There’s one thing that really bugs me about all this: a tag is much more precise than a category. There is no denying that. Take this richly tagged photo of the Star Wars cast, for example. It has a lot of tags, I’m not even counting them. Seriously, there’s nothing wrong with applying that many tags to a photo. In fact, I can imagine people wanting to search for C3P0 on Flickr.

Now, imagine that photo was a blog post you made. Would you create all those new categories, just to apply them to this one post, so it could be spidered by Technorati? I think not!

We need automated, user-friendly tagging processes within TypePad and then the facility to search and exploit these tags. Just compare and contrast where Flickr is now with tags!  A major blogging service, a social software service, needs, by definition, to be affording its users rich opportunities to share, discover and explore, and tags currently have a key role to play here.

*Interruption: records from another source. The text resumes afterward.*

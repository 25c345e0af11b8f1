//! Slice context resolution
//!
//! Maps an annotation to the dataset context it lives in: the group selector used for
//! store queries plus the slice geometry handed to the interpolation engine.

use crate::annotation::Annotation;
use crate::types::GroupSelector;
use serde::{Deserialize, Serialize};
use std::collections::HashMap;
use tracing::debug;

/// Resolved context of one annotation.
#[derive(Debug, Clone, PartialEq, Eq, Serialize, Deserialize)]
pub struct SliceContext {
    pub group_selector: GroupSelector,
    pub number_of_slices: usize,
    pub current_slice_index: usize,
}

pub trait SliceLocator: Send + Sync {
    /// `None` when no viewport/dataset context holds the annotation.
    fn resolve(&self, annotation: &Annotation) -> Option<SliceContext>;
}

/// Slice layout of one frame of reference.
#[derive(Debug, Clone, PartialEq, Eq, Serialize, Deserialize)]
pub struct FrameLayout {
    pub frame_of_reference: String,
    pub number_of_slices: usize,
    /// Selector to use for store queries; defaults to the frame of reference itself
    #[serde(default)]
    pub group_selector: Option<GroupSelector>,
}

impl FrameLayout {
    pub fn new(frame_of_reference: impl Into<String>, number_of_slices: usize) -> Self {
        Self {
            frame_of_reference: frame_of_reference.into(),
            number_of_slices,
            group_selector: None,
        }
    }

    pub fn selector(&self) -> GroupSelector {
        self.group_selector
            .clone()
            .unwrap_or_else(|| GroupSelector::new(self.frame_of_reference.clone()))
    }
}

/// Locator backed by a static table of frames of reference.
///
/// The current slice is the annotation's own slice; annotations whose slice index falls
/// outside the frame do not resolve.
#[derive(Debug, Default, Clone)]
pub struct FrameOfReferenceLocator {
    frames: HashMap<String, FrameLayout>,
}

impl FrameOfReferenceLocator {
    pub fn new() -> Self {
        Self::default()
    }

    pub fn with_frames(frames: impl IntoIterator<Item = FrameLayout>) -> Self {
        let mut locator = Self::new();
        for frame in frames {
            locator.add_frame(frame);
        }
        locator
    }

    pub fn add_frame(&mut self, frame: FrameLayout) {
        self.frames.insert(frame.frame_of_reference.clone(), frame);
    }

    pub fn selector_for(&self, frame_of_reference: &str) -> Option<GroupSelector> {
        self.frames.get(frame_of_reference).map(FrameLayout::selector)
    }
}

impl SliceLocator for FrameOfReferenceLocator {
    fn resolve(&self, annotation: &Annotation) -> Option<SliceContext> {
        let metadata = annotation.metadata.as_ref()?;
        let frame = self.frames.get(&metadata.frame_of_reference)?;
        if metadata.slice_index >= frame.number_of_slices {
            debug!(
                annotation = %annotation.annotation_uid,
                slice_index = metadata.slice_index,
                number_of_slices = frame.number_of_slices,
                "Slice index outside frame"
            );
            return None;
        }
        Some(SliceContext {
            group_selector: frame.selector(),
            number_of_slices: frame.number_of_slices,
            current_slice_index: metadata.slice_index,
        })
    }
}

In announcing new features at Flickr last week, the most important thing (I think) that Stewart Butterfield had to say was: 'Both interestingness and clustering rely a lot on what people are doing, whether it's with the photos they like, or the tags they are using. You can think about it as people-powered searching' (Yahoo! Search Blog, my italics). Blogging services as we currently know them are very top-down. This may now come to be seen as a curious thing: I wonder how long before a tipping point is reached and people want more freedom to mash and mix and access their and other's data beyond the constraints currently set for them by their service-providers. (Jeff Weiner's got it right: FUSE — find, use, share, expand.)

  • Comments. Another area where blogging software needs to be re-thought. We read each other's stuff, we like certain things, but we're too busy to post a reply/comment — or we don't have anything worth adding beyond, 'I was here, I enjoyed this, thank you'. Jyri made this point (and more) here, providing a mock up of a possible UI here. Something along the lines of gestures is needed to supplement what we already have in comments.
  • Conferences/events. Both at Reboot and Open Tech, I realised only afterwards, reading on the web, that people had been present with whom I've exchanged ideas in emails, or via comments, or whose blogs are, in any case, important to me. Frustrating, as well as bizarre, then, to know you'd been in the same space as them but had had no way of recognising them beyond a name tag — or even, in some cases, of knowing they were even there! I see Thomas posted about just this a little while ago, focusing on the central problem of aggregating identities across digital communities: 'The gap between digital and physical must close'.

(Not the same thing, of course, but this might also be a useful place to remind myself, at least, about those software initiatives being made that are intended to help us discover people nearby who are interested in what we're interested in: Six Sense, Nokia's Sensor … Such programs could be a monumental distraction, but, then again, I think of those times when I've had serendipitous conversations with interesting people at plays, galleries, films. Ways in which I might enable these to happen a little more often would be good.)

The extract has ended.